4. Enjoy non-alcoholic drinks

Drinking is often associated with social gatherings or fun times. Thus, your brain ends up seeing alcohol as something positive. You can combat these urges by substituting your drink of choice for something just as festive or tasty but non-alcoholic.

“For some people it might just be sparkling water, others prefer a non-alcoholic cocktail or some kind of non-alcoholic beverage that serves to celebrate something,” says Wakeman.

“Substituting one behavior for another can work because it helps trick your brain into avoiding temptation,” added neuropsychologist Hafeez.

An entire industry is devoted to making non-alcoholic beverages that taste (at least a little bit) like alcohol. Some even claim to have added ingredients that are “soothing” or “healthy”.

“I’m skeptical of anything that claims to relax or have incredible health benefits in a glass, regardless of what it is,” Wakeman said. “But if this alternative allows you to fully enjoy a social moment, helping to avoid alcohol consumption, I don’t see any downside.”

5. Track your progress

Even if you can’t cut out all alcohol, tracking your emotions and impulses to discover your triggers can be helpful.

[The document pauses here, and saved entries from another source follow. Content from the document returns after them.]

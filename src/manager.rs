//! Rate Lock Manager
//!
//! Creates, resolves and purges rate locks.

use chrono::{DateTime, Duration, Utc};
use rust_decimal::Decimal;
use std::sync::Arc;
use tracing::{debug, info, warn};
use uuid::Uuid;

use crate::clock::{Clock, SharedClock, SystemClock};
use crate::domain::{cross_rate, CurrencyPair, PairPolicy, RateLock, RateLockError, RateLockResult};
use crate::store::{CurrencyStore, RateLockStore};

/// Default lock time-to-live (5 minutes)
pub const DEFAULT_LOCK_DURATION_MS: i64 = 300_000;

/// Configuration for the rate lock manager
#[derive(Debug, Clone)]
pub struct RateLockConfig {
    /// How long a new lock stays active
    pub lock_duration: Duration,
    /// Treatment of caller-supplied pair strings
    pub pair_policy: PairPolicy,
}

impl Default for RateLockConfig {
    fn default() -> Self {
        Self {
            lock_duration: Duration::milliseconds(DEFAULT_LOCK_DURATION_MS),
            pair_policy: PairPolicy::Raw,
        }
    }
}

/// Rate lock manager
///
/// All store calls are independent; nothing here spans a transaction.
pub struct RateLockManager {
    locks: Arc<dyn RateLockStore>,
    currencies: Arc<dyn CurrencyStore>,
    clock: SharedClock,
    config: RateLockConfig,
}

impl RateLockManager {
    /// Create a manager on the wall clock with default configuration
    pub fn new(locks: Arc<dyn RateLockStore>, currencies: Arc<dyn CurrencyStore>) -> Self {
        Self::with_config(locks, currencies, Arc::new(SystemClock), RateLockConfig::default())
    }

    /// Create with custom clock and configuration
    pub fn with_config(
        locks: Arc<dyn RateLockStore>,
        currencies: Arc<dyn CurrencyStore>,
        clock: SharedClock,
        config: RateLockConfig,
    ) -> Self {
        Self {
            locks,
            currencies,
            clock,
            config,
        }
    }

    pub fn config(&self) -> &RateLockConfig {
        &self.config
    }

    pub fn clock(&self) -> &dyn Clock {
        self.clock.as_ref()
    }

    // =========================================================================
    // lock_rate
    // =========================================================================

    /// Lock the current rate of `pair` for `user_id`.
    ///
    /// Uniqueness is a read followed by an insert. Two concurrent calls for
    /// the same key can both pass the read and leave two active locks;
    /// `get_valid_rate_lock` then returns the one expiring last.
    ///
    /// # Errors
    /// - `Validation` for an empty user id or malformed pair
    /// - `Conflict` if an unexpired lock exists for the key
    /// - `CurrencyNotFound` / `DataIntegrity` from pricing
    /// - `DurationOutOfRange` if the configured duration overflows the expiry
    pub async fn lock_rate(&self, user_id: &str, pair: &str) -> RateLockResult<RateLock> {
        if user_id.trim().is_empty() {
            return Err(RateLockError::Validation("user id must not be empty".to_string()));
        }

        let parsed = CurrencyPair::parse(pair, self.config.pair_policy)?;
        let pair_key = self.pair_key(pair, &parsed);

        let now = self.clock.now();
        if self
            .locks
            .find_latest_active(user_id, &pair_key, now)
            .await?
            .is_some()
        {
            warn!(user_id = %user_id, pair = %pair_key, "Rate lock already active");
            return Err(RateLockError::conflict(user_id, pair_key));
        }

        let locked_rate = self.rate_for(&parsed).await?;
        let lock = RateLock::new(user_id, pair_key, locked_rate, now, self.config.lock_duration)?;

        self.locks.insert(&lock).await?;

        debug!(
            lock_id = %lock.id,
            user_id = %lock.user_id,
            pair = %lock.pair,
            rate = %lock.locked_rate,
            expires_at = %lock.expires_at,
            "Created rate lock"
        );

        Ok(lock)
    }

    // =========================================================================
    // get_rate_for_pair
    // =========================================================================

    /// Current cross rate for a `FROM/TO` pair, without locking it.
    pub async fn get_rate_for_pair(&self, pair: &str) -> RateLockResult<Decimal> {
        let parsed = CurrencyPair::parse(pair, self.config.pair_policy)?;
        self.rate_for(&parsed).await
    }

    async fn rate_for(&self, pair: &CurrencyPair) -> RateLockResult<Decimal> {
        let (from, to) = tokio::try_join!(
            self.currencies.find_by_code(&pair.from),
            self.currencies.find_by_code(&pair.to),
        )?;

        let from = from.ok_or_else(|| RateLockError::CurrencyNotFound(pair.from.clone()))?;
        let to = to.ok_or_else(|| RateLockError::CurrencyNotFound(pair.to.clone()))?;

        cross_rate(&from, &to)
    }

    // =========================================================================
    // get_valid_rate_lock / find_by_id
    // =========================================================================

    /// Unexpired lock for the key, latest expiry first. `None` is not an error.
    pub async fn get_valid_rate_lock(
        &self,
        user_id: &str,
        pair: &str,
    ) -> RateLockResult<Option<RateLock>> {
        let pair_key = match self.config.pair_policy {
            PairPolicy::Raw => pair.to_string(),
            PairPolicy::Normalized => match CurrencyPair::parse(pair, PairPolicy::Normalized) {
                Ok(parsed) => parsed.to_string(),
                // A malformed pair can never have been locked
                Err(_) => return Ok(None),
            },
        };

        let lock = self
            .locks
            .find_latest_active(user_id, &pair_key, self.clock.now())
            .await?;

        Ok(lock)
    }

    /// Lookup by id, expired or not.
    pub async fn find_by_id(&self, id: Uuid) -> RateLockResult<Option<RateLock>> {
        Ok(self.locks.find_by_id(id).await?)
    }

    // =========================================================================
    // cleanup_expired_locks
    // =========================================================================

    /// Delete every lock expiring strictly before `before`. Idempotent.
    pub async fn cleanup_expired_locks(&self, before: DateTime<Utc>) -> RateLockResult<u64> {
        let rows_deleted = self.locks.delete_expired_before(before).await?;

        if rows_deleted > 0 {
            info!(
                rows_deleted = rows_deleted,
                before = %before,
                "Cleaned up expired rate locks"
            );
        }

        Ok(rows_deleted)
    }

    /// Key under which locks for `pair` are stored
    fn pair_key(&self, raw: &str, parsed: &CurrencyPair) -> String {
        match self.config.pair_policy {
            PairPolicy::Raw => raw.to_string(),
            PairPolicy::Normalized => parsed.to_string(),
        }
    }
}

/// Shared rate lock manager
pub type SharedRateLockManager = Arc<RateLockManager>;
//! Postgres stores
//!
//! sqlx-backed persistence for `rate_locks` and `currencies`.

use async_trait::async_trait;
use chrono::{DateTime, Utc};
use rust_decimal::Decimal;
use sqlx::PgPool;
use uuid::Uuid;

use super::{CurrencyStore, RateLockStore, StoreError};
use crate::domain::{Currency, RateLock};

type RateLockRow = (
    Uuid,
    String,
    String,
    Decimal,
    DateTime<Utc>,
    DateTime<Utc>,
    DateTime<Utc>,
);

fn from_row(
    (id, user_id, pair, locked_rate, expires_at, created_at, updated_at): RateLockRow,
) -> RateLock {
    RateLock {
        id,
        user_id,
        pair,
        locked_rate,
        expires_at,
        created_at,
        updated_at,
    }
}

/// Rate lock repository over the `rate_locks` table.
///
/// No unique constraint guards active locks; uniqueness is the manager's
/// check-then-insert.
#[derive(Debug, Clone)]
pub struct PgRateLockStore {
    pool: PgPool,
}

impl PgRateLockStore {
    pub fn new(pool: PgPool) -> Self {
        Self { pool }
    }
}

#[async_trait]
impl RateLockStore for PgRateLockStore {
    async fn insert(&self, lock: &RateLock) -> Result<(), StoreError> {
        sqlx::query(
            r#"
            INSERT INTO rate_locks (id, user_id, pair, locked_rate, expires_at, created_at, updated_at)
            VALUES ($1, $2, $3, $4, $5, $6, $7)
            "#,
        )
        .bind(lock.id)
        .bind(&lock.user_id)
        .bind(&lock.pair)
        .bind(lock.locked_rate)
        .bind(lock.expires_at)
        .bind(lock.created_at)
        .bind(lock.updated_at)
        .execute(&self.pool)
        .await?;

        Ok(())
    }

    async fn find_latest_active(
        &self,
        user_id: &str,
        pair: &str,
        now: DateTime<Utc>,
    ) -> Result<Option<RateLock>, StoreError> {
        let row: Option<RateLockRow> = sqlx::query_as(
            r#"
            SELECT id, user_id, pair, locked_rate, expires_at, created_at, updated_at
            FROM rate_locks
            WHERE user_id = $1 AND pair = $2 AND expires_at > $3
            ORDER BY expires_at DESC
            LIMIT 1
            "#,
        )
        .bind(user_id)
        .bind(pair)
        .bind(now)
        .fetch_optional(&self.pool)
        .await?;

        Ok(row.map(from_row))
    }

    async fn find_by_id(&self, id: Uuid) -> Result<Option<RateLock>, StoreError> {
        let row: Option<RateLockRow> = sqlx::query_as(
            r#"
            SELECT id, user_id, pair, locked_rate, expires_at, created_at, updated_at
            FROM rate_locks
            WHERE id = $1
            "#,
        )
        .bind(id)
        .fetch_optional(&self.pool)
        .await?;

        Ok(row.map(from_row))
    }

    async fn delete_expired_before(&self, cutoff: DateTime<Utc>) -> Result<u64, StoreError> {
        let rows = sqlx::query(
            r#"
            DELETE FROM rate_locks
            WHERE expires_at < $1
            "#,
        )
        .bind(cutoff)
        .execute(&self.pool)
        .await?
        .rows_affected();

        Ok(rows)
    }
}

/// Currency lookup over the `currencies` table
#[derive(Debug, Clone)]
pub struct PgCurrencyStore {
    pool: PgPool,
}

impl PgCurrencyStore {
    pub fn new(pool: PgPool) -> Self {
        Self { pool }
    }
}

#[async_trait]
impl CurrencyStore for PgCurrencyStore {
    async fn find_by_code(&self, code: &str) -> Result<Option<Currency>, StoreError> {
        let row: Option<(String, Option<Decimal>)> = sqlx::query_as(
            r#"
            SELECT code, rate FROM currencies WHERE code = $1
            "#,
        )
        .bind(code)
        .fetch_optional(&self.pool)
        .await?;

        Ok(row.map(|(code, rate)| Currency { code, rate }))
    }
}
//! Common test utilities

use rust_decimal::Decimal;
use sqlx::postgres::PgPoolOptions;
use sqlx::{Executor, PgPool};

/// Setup test database - create schema, truncate tables and seed currencies
pub async fn setup_test_db() -> PgPool {
    dotenvy::dotenv().ok();
    let database_url = std::env::var("DATABASE_URL")
        .expect("DATABASE_URL must be set for tests");

    let pool = PgPoolOptions::new()
        .max_connections(5)
        .connect(&database_url)
        .await
        .expect("Failed to connect to DB");

    // Unbound multi-statement SQL runs over the simple query protocol
    pool.execute(include_str!("../../migrations/0001_rate_locks.sql"))
        .await
        .expect("Failed to apply schema");

    let mut tx = pool.begin().await.expect("Failed to begin transaction");

    // Clean up DB for fresh state
    sqlx::query("TRUNCATE TABLE rate_locks, currencies")
        .execute(&mut *tx)
        .await
        .expect("Failed to clean up DB");

    let seed: [(&str, Option<Decimal>); 3] = [
        ("USD", Some(Decimal::ONE)),
        ("NGN", Some(Decimal::from(1500))),
        ("GHS", None),
    ];

    for (code, rate) in seed {
        sqlx::query("INSERT INTO currencies (code, rate) VALUES ($1, $2)")
            .bind(code)
            .bind(rate)
            .execute(&mut *tx)
            .await
            .expect("Failed to seed currency");
    }

    tx.commit().await.expect("Failed to commit transaction");

    pool
}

“Just measuring their behavior, whether with alcohol, physical activity or their diet, can represent an intervention”, observed the doctor and Harvard professor.
“Even if you are not yet ready to give up alcohol, keeping a diary with information about when you drank, in which situations and how you felt at those times can help you identify the triggers that lead to drinking”, he adds.

monitor your symptoms

There is an additional piece that is important to accomplish a “dry January”. It’s important to note if you – or a loved one – show any negative symptoms when cutting or eliminating alcohol. It could be a sign that you need professional help to become a teetotaller.

“The first thing to keep in mind is whether or not you actually have an alcohol use disorder,” Wakeman said. “If someone is drinking heavily every day and suffers from withdrawal symptoms, it can be dangerous to stop abruptly”, he points out.

A person with an alcohol use disorder, used to having a certain level of alcohol in their body every day, may suffer from withdrawal symptoms and have severe physical symptoms such as shakiness, sweating, fast heart rate and seizures.

“It is a real indication of the need to consult a doctor specialized in the subject to abandon drinking. It is not a case of stopping on our own”, concludes the doctor.